Method Budget Multi-hop Temporal Common Avg
Full KV 53.6 61.7 52.2 56.9
RAG-Episodic 8K 42.3 22.4 41.0 33.4
KVzip 8K 34.4 35.0 43.3 36.0
EpiCache (Ours) 8K 51.7 55.7 54.7 53.9

Ablation Study (Qwen3-4B, RealTalk, 8K Budget)

Configuration Avg Description
Utterance segment + Qwen3-Emb-0.6B 49.8 Base configuration (no budget allocation)
Word segment 47.5 Breaking natural boundaries degrades accuracy
LLM-embedding replacement 43.0 Poor performance using LLM embedding layers
E=2 (Few episodes) 47.9 Lack of granularity
E=8 (Many episodes) 51.3 Slight gain with more episodes
+ Layer budget alpha=2 53.9 Sensitivity allocation contribution +4.1
+ Layer budget alpha=8 49.8 Overly sharp allocation is harmful

Efficiency Analysis (LLaMA3.2-3B, 90K token history, 300 round follow-up)

Method Peak Memory (GB) Total Latency (s) Per-round Latency (s) Accuracy
Full KV (No cache) 36.3 9339.0 31.1 46.2
Full KV (Prefix caching) 36.3 1062.8 3.5 46.2
EpiCache (8K) 9.6 545.4 1.8 45.6

Key Findings

  • EpiCache consistently outperforms all baselines (KVzip, OracleKV, SnapKV, StreamingLLM, InfiniPot, KeyDiff) across all budget levels, with gains of up to 30 absolute points on the Qwen3 series at low budgets (2-4K).
  • It reaches near Full KV accuracy at 4-6x compression while reducing peak memory by 3.5x and accelerating decoding latency by 2.4x.
  • Layer sensitivity is model-specific rather than input-specific; a single-sample calibration provides stable layer weights.
  • Episodic caching is robust to cross-episode queries because each episodic cache is built during block-wise prefill within the full context, retaining globalized representations.

Highlights & Insights

  • Integrating episodic structures into KV cache management is an elegant abstraction—approximating future query semantics via clustering and representative segments without needing the query beforehand. This insight is transferable to long-document QA.
  • Sensitivity-aware allocation is a low-cost, high-gain design: requiring only two calibration forward passes to achieve a +4.1 accuracy Gain.
  • The framework is entirely training-free, deployment-friendly, and directly applicable to off-the-shelf LLMs.

Limitations & Future Work

  • The number of episodes \(E\) currently requires manual setting; adaptive determination is a target for improvement.
  • Incremental updates for compressed caches when episodic budgets are exceeded have not yet been implemented.
  • Validation is limited to dialogue and document QA; complex long-term memory scenarios (e.g., preference tracking, knowledge forgetting) remain untested.
  • Dependence on an external lightweight encoder (Qwen3-Emb-0.6B) requires further cross-domain generalization testing.

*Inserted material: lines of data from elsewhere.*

//! Table builtins.

use crate::interp::builtins::{arg_ident, arg_string, arg_table, arg_value};
use crate::interp::context::Context;
use crate::interp::pnode::PNode;
use crate::interp::pvalue::PValue;
use crate::interp::ScriptError;

/// usage: table(IDENT) -> VOID
pub fn table(ctx: &mut Context, call: &PNode, args: &[PNode]) -> Result<PValue, ScriptError> {
    let ident = arg_ident(call, args, 0)?.to_string();
    ctx.assign(&ident, PValue::new_table());
    Ok(PValue::Null)
}

/// usage: insert(TABLE, STRING, ANY) -> VOID
pub fn insert(ctx: &mut Context, call: &PNode, args: &[PNode]) -> Result<PValue, ScriptError> {
    let table = arg_table(ctx, call, args, 0)?;
    let key = arg_string(ctx, call, args, 1)?;
    let value = arg_value(ctx, call, args, 2)?;
    table.borrow_mut().insert(key, value);
    Ok(PValue::Null)
}

/// usage: lookup(TABLE, STRING) -> ANY
pub fn lookup(ctx: &mut Context, call: &PNode, args: &[PNode]) -> Result<PValue, ScriptError> {
    let table = arg_table(ctx, call, args, 0)?;
    let key = arg_string(ctx, call, args, 1)?;
    let value = table.borrow().get(&key).cloned().unwrap_or(PValue::Null);
    Ok(value)
}
fn snapshot_linked_families(database: &Database, person_key: &str, tag: &str) -> Vec<String> {
    database
        .person(person_key)
        .map(|person| {
            person
                .tagged_run(person.root(), tag)
                .filter_map(|id| person.value(id))
                .filter(|key| database.family(key).is_some())
                .map(str::to_string)
                .collect()
        })
        .unwrap_or_default()
}

fn snapshot_traverse(ctx: &Context, value: &PValue) -> Option<Vec<(NodeRef, u32)>> {
    match value {
        PValue::Node(NodeRef::Db { key, node }) => {
            let record = ctx.database.record(key)?;
            Some(
                record
                    .traverse_from(*node)
                    .map(|id| {
                        (
                            NodeRef::Db {
                                key: key.clone(),
                                node: id,
                            },
                            record.level(id),
                        )
                    })
                    .collect(),
            )
        }
        PValue::Node(NodeRef::Detached { record, node }) => {
            let borrowed = record.borrow();
            Some(
                borrowed
                    .traverse_from(*node)
                    .map(|id| {
                        (
                            NodeRef::Detached {
                                record: Rc::clone(record),
                                node: id,
                            },
                            borrowed.level(id),
                        )
                    })
                    .collect(),
            )
        }
        _ => {
            let key = value.record_key()?;
            let record = ctx.database.record(key)?;
            Some(
                record
                    .traverse()
                    .map(|id| {
                        (
                            NodeRef::Db {
                                key: key.to_string(),
                                node: id,
                            },
                            record.level(id),
                        )
                    })
                    .collect(),
            )
        }
    }
}

fn run_person_loop(
    ctx: &mut Context,
    keys: &[String],
    ident: &str,
    counter: Option<&str>,
    body: &PNode,
) -> Result<Signal, ScriptError> {
    let mut count = 0i64;
    for key in keys {
        count += 1;
        ctx.assign(ident, PValue::Person(key.clone()));
        if let Some(counter) = counter {
            ctx.assign(counter, PValue::Int(count));
        }
        match interpret(ctx, body)? {
            Signal::Okay | Signal::Continue => (),
            Signal::Break => break,
            signal @ Signal::Return(_) => return Ok(signal),
        }
    }
    Ok(Signal::Okay)
}

fn run_family_loop(
    ctx: &mut Context,
    keys: &[String],
    ident: &str,
    counter: Option<&str>,
    body: &PNode,
) -> Result<Signal, ScriptError> {
    let mut count = 0i64;
    for key in keys {
        count += 1;
        ctx.assign(ident, PValue::Family(key.clone()));
        if let Some(counter) = counter {
            ctx.assign(counter, PValue::Int(count));
        }
        match interpret(ctx, body)? {
            Signal::Okay | Signal::Continue => (),
            Signal::Break => break,
            signal @ Signal::Return(_) => return Ok(signal),
        }
    }
    Ok(Signal::Okay)
}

This work intersects with KV cache compression (H2O, SnapKV, KVzip), retrieval-based dialogue memory (MemoryBank, SeCom), and cache retrieval methods (Quest, ClusterKV, IceCache). The core insight is that KV cache compression should be topic-aware rather than strictly query-agnostic or query-dependent—organizing by topic and retrieving relevant caches balances universality and relevance. This approach can be extended to multimodal long-context scenarios.